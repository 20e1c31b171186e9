// [apps/agent/src/supervisor.rs]
//! Task supervisor (C4): drives one task end-to-end — accept, run the
//! cracker session, relay its events to the coordinator, and classify
//! the terminal outcome into a report and a cleanup sequence. Never
//! decides session-layer policy itself: the session only ever reports
//! classified events, and this is where they turn into retry/abandon
//! decisions.

use std::path::Path;
use std::time::{Duration, Instant};

use tokio::sync::watch;

use agent_attack_params::attack_mode_from_code;
use agent_coordinator_client::{CoordinatorApi, ErrorSeverity};
use agent_cracker_proto::{classify_exit_code, classify_stderr_line, ExitCategory, Severity, StderrCategory};
use agent_cracker_session::{CrackerSession, SessionDone, SessionEvent};
use agent_domain_models::{AgentConfig, AttackDescriptor, AttackMode, AttackParams, CustomCharsets, Task};

use crate::collaborators::FileProvisioner;
use crate::errors::SupervisorError;

/// The terminal disposition of one `run_task` call.
#[derive(Debug, Clone, Copy, PartialEq, Eq)]
pub enum TaskOutcome {
    Cracked,
    Exhausted,
    /// Left eligible for re-pickup by the server; not abandoned.
    Retryable,
    Abandoned,
}

fn to_error_severity(severity: Severity) -> ErrorSeverity {
    match severity {
        Severity::Info => ErrorSeverity::Info,
        Severity::Minor => ErrorSeverity::Minor,
        Severity::Critical => ErrorSeverity::Critical,
        Severity::Fatal => ErrorSeverity::Fatal,
    }
}

/// Binds a coordinator-issued attack descriptor to one task's hash
/// file and resumption cursor, producing the validated parameters C1
/// operates on. Wordlist/rule-list/mask-list references are assumed
/// already resolved under `files_path` by `ensure_files`.
pub fn derive_params(
    attack: &AttackDescriptor,
    task: &Task,
    config: &AgentConfig,
) -> Result<AttackParams, SupervisorError> {
    let attack_mode = attack_mode_from_code(attack.attack_mode)?;

    let hash_file = config
        .hashlists_path()
        .join(format!("{}.txt", attack.hash_list_id))
        .display()
        .to_string();

    let restore_file_path = {
        let candidate = config.restore_path().join(format!("{}.restore", task.id));
        candidate.exists().then(|| candidate.display().to_string())
    };

    let (skip, limit) = if task.cursor.limit > 0 {
        (Some(task.cursor.skip), Some(task.cursor.limit))
    } else {
        (attack.skip, attack.limit)
    };

    Ok(AttackParams {
        attack_mode,
        hash_type: attack.hash_type,
        hash_file,
        wordlist: attack.word_list.clone(),
        rule_list: attack.rule_list.clone(),
        mask: attack.mask.clone(),
        mask_list: attack.mask_list.clone(),
        mask_custom_charsets: attack.mask_custom_charsets.clone(),
        mask_increment: attack.mask_increment,
        optimized_kernels: attack.optimized,
        slow_candidates: attack.slow_candidates,
        skip,
        limit,
        backend_devices: None,
        opencl_device_types: None,
        additional_args: attack.additional_args.clone(),
        enable_additional_hash_types: attack.enable_additional_hash_types,
        restore_file_path,
    })
}

struct EventHandlerState {
    last_status_upload: Instant,
    forced_stderr: Option<agent_cracker_proto::StderrClassification>,
}

/// Runs exactly one task to completion: accept, provision files, build
/// and start the cracker session, relay its events, and classify the
/// terminal outcome.
pub async fn run_task(
    coordinator: &dyn CoordinatorApi,
    provisioner: &dyn FileProvisioner,
    config: &AgentConfig,
    binary_path: &Path,
    mut task: Task,
    attack: AttackDescriptor,
    cancel: watch::Receiver<bool>,
) -> Result<TaskOutcome, SupervisorError> {
    tracing::info!(task_id = %task.id, attack_id = %attack.id, "new task");

    coordinator.accept_task(&task).await?;

    if let Err(error) = provisioner
        .ensure_files(&attack, &config.files_path(), &config.hashlists_path())
        .await
    {
        let message = format!("failed to provision attack files: {error}");
        let _ = coordinator
            .submit_agent_error(&message, Some(&task), ErrorSeverity::Fatal)
            .await;
        let _ = coordinator.abandon_task(&task).await;
        return Err(SupervisorError::FileProvisioning(message));
    }

    let params = derive_params(&attack, &task, config)?;

    let mut session = CrackerSession::new(
        &task.id,
        params,
        binary_path,
        &config.files_path(),
        &config.output_path(),
        &config.zaps_path(),
        config.status_timer,
        config.outfile_check_timer,
        config.retain_zaps_on_completion,
    )?;

    let mut events = session.take_events().expect("events receiver available before start");
    session.start().await?;
    let mut done_rx = session.take_done().expect("done receiver available after start");

    let debounce = Duration::from_secs(config.status_timer.max(1));
    let mut state = EventHandlerState {
        last_status_upload: Instant::now() - debounce,
        forced_stderr: None,
    };

    let mut cancel = cancel;
    let mut cancelled = false;

    let done_outcome = loop {
        tokio::select! {
            biased;

            changed = cancel.changed() => {
                if changed.is_ok() && *cancel.borrow() && !cancelled {
                    cancelled = true;
                    tracing::info!(task_id = %task.id, "task cancelled, killing session");
                    let _ = session.kill().await;
                }
            }

            event = events.recv() => {
                if let Some(event) = event {
                    handle_event(event, coordinator, &mut task, &mut session, &mut state, debounce).await?;
                }
            }

            done = &mut done_rx => {
                let outcome = done.unwrap_or_else(|_| SessionDone::WaitFailed("done channel dropped".to_string()));
                break outcome;
            }
        }
    };

    // Drain whatever trickled in during the tailer's post-exit grace
    // period before this task's terminal report is decided.
    while let Ok(event) = events.try_recv() {
        handle_event(event, coordinator, &mut task, &mut session, &mut state, debounce).await?;
    }
    while let Some(event) = tokio::time::timeout(Duration::from_millis(200), events.recv())
        .await
        .ok()
        .flatten()
    {
        handle_event(event, coordinator, &mut task, &mut session, &mut state, debounce).await?;
    }

    let outcome = if cancelled {
        let _ = coordinator
            .submit_agent_error("task cancelled by shutdown", Some(&task), ErrorSeverity::Info)
            .await;
        let _ = coordinator.abandon_task(&task).await;
        TaskOutcome::Abandoned
    } else if let Some(classification) = state.forced_stderr.take() {
        report_stderr_termination(coordinator, &task, classification).await
    } else {
        report_exit(coordinator, &task, done_outcome).await
    };

    session.cleanup().map_err(|e| SupervisorError::Session(e.into()))?;

    Ok(outcome)
}

async fn handle_event(
    event: SessionEvent,
    coordinator: &dyn CoordinatorApi,
    task: &mut Task,
    session: &mut CrackerSession,
    state: &mut EventHandlerState,
    debounce: Duration,
) -> Result<(), SupervisorError> {
    match event {
        SessionEvent::Status(status) => {
            task.cursor.skip = status.progress[0];
            task.cursor.limit = status.progress[1];

            if !session.skip_status() && state.last_status_upload.elapsed() >= debounce {
                let _ = coordinator.submit_status(task, &status).await;
                state.last_status_upload = Instant::now();
            }
        }
        SessionEvent::Crack(result) => {
            coordinator.submit_crack(task, &result).await?;
            task.stats.cracked_count += 1;
        }
        SessionEvent::Stderr(line) => {
            let classification = classify_stderr_line(&line);
            let is_severe = matches!(classification.severity, Severity::Critical | Severity::Fatal);
            if is_severe && !classification.retryable {
                tracing::error!(%line, ?classification, "critical stderr, killing session");
                state.forced_stderr = Some(classification);
                let _ = session.kill().await;
            } else {
                let _ = coordinator
                    .submit_agent_error(&line, Some(task), to_error_severity(classification.severity))
                    .await;
            }
        }
        SessionEvent::Stdout { text, is_info } => {
            if is_info {
                tracing::info!(%text, "cracker diagnostic");
            } else {
                tracing::warn!(%text, "unexpected cracker stdout");
            }
        }
    }
    Ok(())
}

async fn report_stderr_termination(
    coordinator: &dyn CoordinatorApi,
    task: &Task,
    classification: agent_cracker_proto::StderrClassification,
) -> TaskOutcome {
    let _ = coordinator
        .submit_agent_error(
            "cracker terminated after a critical stderr diagnostic",
            Some(task),
            to_error_severity(classification.severity),
        )
        .await;

    match classification.category {
        StderrCategory::Retryable => TaskOutcome::Retryable,
        _ => {
            let _ = coordinator.abandon_task(task).await;
            TaskOutcome::Abandoned
        }
    }
}

async fn report_exit(coordinator: &dyn CoordinatorApi, task: &Task, done: SessionDone) -> TaskOutcome {
    let code = match done {
        SessionDone::Exited(status) => status.code().unwrap_or(-1),
        SessionDone::WaitFailed(reason) => {
            tracing::error!(%reason, "failed to wait on cracker process");
            -1
        }
    };

    let classification = classify_exit_code(code);
    tracing::info!(task_id = %task.id, code, ?classification, "session exited");

    match classification.category {
        ExitCategory::Success if classification.status_tag == "cracked" => {
            let _ = coordinator
                .submit_agent_error("task cracked", Some(task), ErrorSeverity::Info)
                .await;
            TaskOutcome::Cracked
        }
        ExitCategory::Success => {
            let _ = coordinator.report_exhausted(task).await;
            TaskOutcome::Exhausted
        }
        ExitCategory::Retryable => TaskOutcome::Retryable,
        ExitCategory::Device | ExitCategory::Backend | ExitCategory::Unknown => {
            let _ = coordinator
                .submit_agent_error(
                    &format!("cracker exited with unrecoverable code {code}"),
                    Some(task),
                    to_error_severity(classification.severity),
                )
                .await;
            let _ = coordinator.abandon_task(task).await;
            TaskOutcome::Abandoned
        }
    }
}

/// Runs a benchmark locally: no task lifecycle, no coordinator status
/// uploads — just the session, the classifier, and a log line.
pub async fn run_benchmark(config: &AgentConfig, binary_path: &Path) -> Result<(), SupervisorError> {
    let params = AttackParams {
        attack_mode: AttackMode::Benchmark,
        hash_type: 0,
        hash_file: String::new(),
        wordlist: None,
        rule_list: None,
        mask: None,
        mask_list: None,
        mask_custom_charsets: CustomCharsets::default(),
        mask_increment: None,
        optimized_kernels: false,
        slow_candidates: false,
        skip: None,
        limit: None,
        backend_devices: None,
        opencl_device_types: None,
        additional_args: Vec::new(),
        enable_additional_hash_types: true,
        restore_file_path: None,
    };

    let mut session = CrackerSession::new(
        "benchmark",
        params,
        binary_path,
        &config.files_path(),
        &config.output_path(),
        &config.zaps_path(),
        config.status_timer,
        config.outfile_check_timer,
        config.retain_zaps_on_completion,
    )?;

    let mut events = session.take_events().expect("events receiver available before start");
    session.start().await?;
    let mut done_rx = session.take_done().expect("done receiver available after start");

    let done_outcome = loop {
        tokio::select! {
            event = events.recv() => {
                match event {
                    Some(SessionEvent::Stdout { text, .. }) => tracing::info!(%text, "benchmark output"),
                    Some(SessionEvent::Stderr(line)) => tracing::warn!(%line, "benchmark stderr"),
                    Some(_) => {}
                    None => {}
                }
            }
            done = &mut done_rx => {
                break done.unwrap_or_else(|_| SessionDone::WaitFailed("done channel dropped".to_string()));
            }
        }
    };

    session.cleanup().map_err(|e| SupervisorError::Session(e.into()))?;

    match done_outcome {
        SessionDone::Exited(status) => {
            tracing::info!(code = status.code(), "benchmark run finished");
        }
        SessionDone::WaitFailed(reason) => {
            tracing::warn!(%reason, "benchmark run could not be waited on");
        }
    }

    Ok(())
}
// [libs/core/cracker-proto/src/stdout_line.rs]
//! Classifies a raw stdout line from the cracker process: either a
//! `--status-json` object, or a diagnostic line at info/warning level.

use agent_domain_models::CrackerStatus;

/// One classified stdout line. Diagnostic lines are never status
/// objects and never propagated as errors — the supervisor logs them
/// and moves on.
#[derive(Debug, Clone)]
pub enum StdoutLine {
    Status(Box<CrackerStatus>),
    Diagnostic { message: String, is_info: bool },
}

const RESTORE_MARKER: &str = "starting in restore mode";

/// Attempts to parse `line` as a status object; anything that isn't
/// valid JSON (or doesn't look like a status record) is a diagnostic.
/// The restore-mode banner is logged at info, everything else at warn,
/// matching what the supervisor expects to see on a healthy run.
pub fn classify_stdout_line(line: &str) -> StdoutLine {
    let trimmed = line.trim();
    if trimmed.is_empty() {
        return StdoutLine::Diagnostic {
            message: String::new(),
            is_info: true,
        };
    }

    match serde_json::from_str::<CrackerStatus>(trimmed) {
        Ok(status) => StdoutLine::Status(Box::new(status)),
        Err(_) => {
            let is_info = trimmed.to_lowercase().contains(RESTORE_MARKER);
            StdoutLine::Diagnostic {
                message: trimmed.to_string(),
                is_info,
            }
        }
    }
}

#[cfg(test)]
mod tests {
    use super::*;

    fn sample_status_json() -> String {
        serde_json::json!({
            "session": "attack-1",
            "status": 3,
            "target": "/t/h.txt",
            "progress": [100, 1000],
            "restore_point": 100,
            "recovered_hashes": [0, 1],
            "recovered_salts": [0, 1],
            "rejected": 0,
            "time_start": 1700000000,
            "estimated_stop": 1700003600,
            "guess": {
                "guess_base": "rockyou.txt",
                "guess_base_offset": 0,
                "guess_base_count": 1,
                "guess_base_percent": 0.0,
                "guess_mod": "",
                "guess_mod_offset": 0,
                "guess_mod_count": 0,
                "guess_mod_percent": 0.0,
                "guess_mode": 0
            },
            "devices": []
        })
        .to_string()
    }

    #[test]
    fn parses_status_json() {
        let line = sample_status_json();
        match classify_stdout_line(&line) {
            StdoutLine::Status(status) => assert_eq!(status.session, "attack-1"),
            StdoutLine::Diagnostic { .. } => panic!("expected status"),
        }
    }

    #[test]
    fn restore_mode_banner_is_info() {
        match classify_stdout_line("hashcat is starting in restore mode") {
            StdoutLine::Diagnostic { is_info, .. } => assert!(is_info),
            StdoutLine::Status(_) => panic!("expected diagnostic"),
        }
    }

    #[test]
    fn unrecognized_text_is_warning() {
        match classify_stdout_line("something unexpected happened") {
            StdoutLine::Diagnostic { is_info, .. } => assert!(!is_info),
            StdoutLine::Status(_) => panic!("expected diagnostic"),
        }
    }
}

*-*-*

- _Required action_
Could you please copy the lines above exactly, beginning at the first and ending at the line that contains "turn into retry/abandon"?

- _Answer space_
repository 20e1c31b171186e9
// [apps/agent/src/supervisor.rs]
//! Task supervisor (C4): drives one task end-to-end — accept, run the
//! cracker session, relay its events to the coordinator, and classify
//! the terminal outcome into a report and a cleanup sequence. Never
//! decides session-layer policy itself: the session only ever reports
//! classified events, and this is where they turn into retry/abandon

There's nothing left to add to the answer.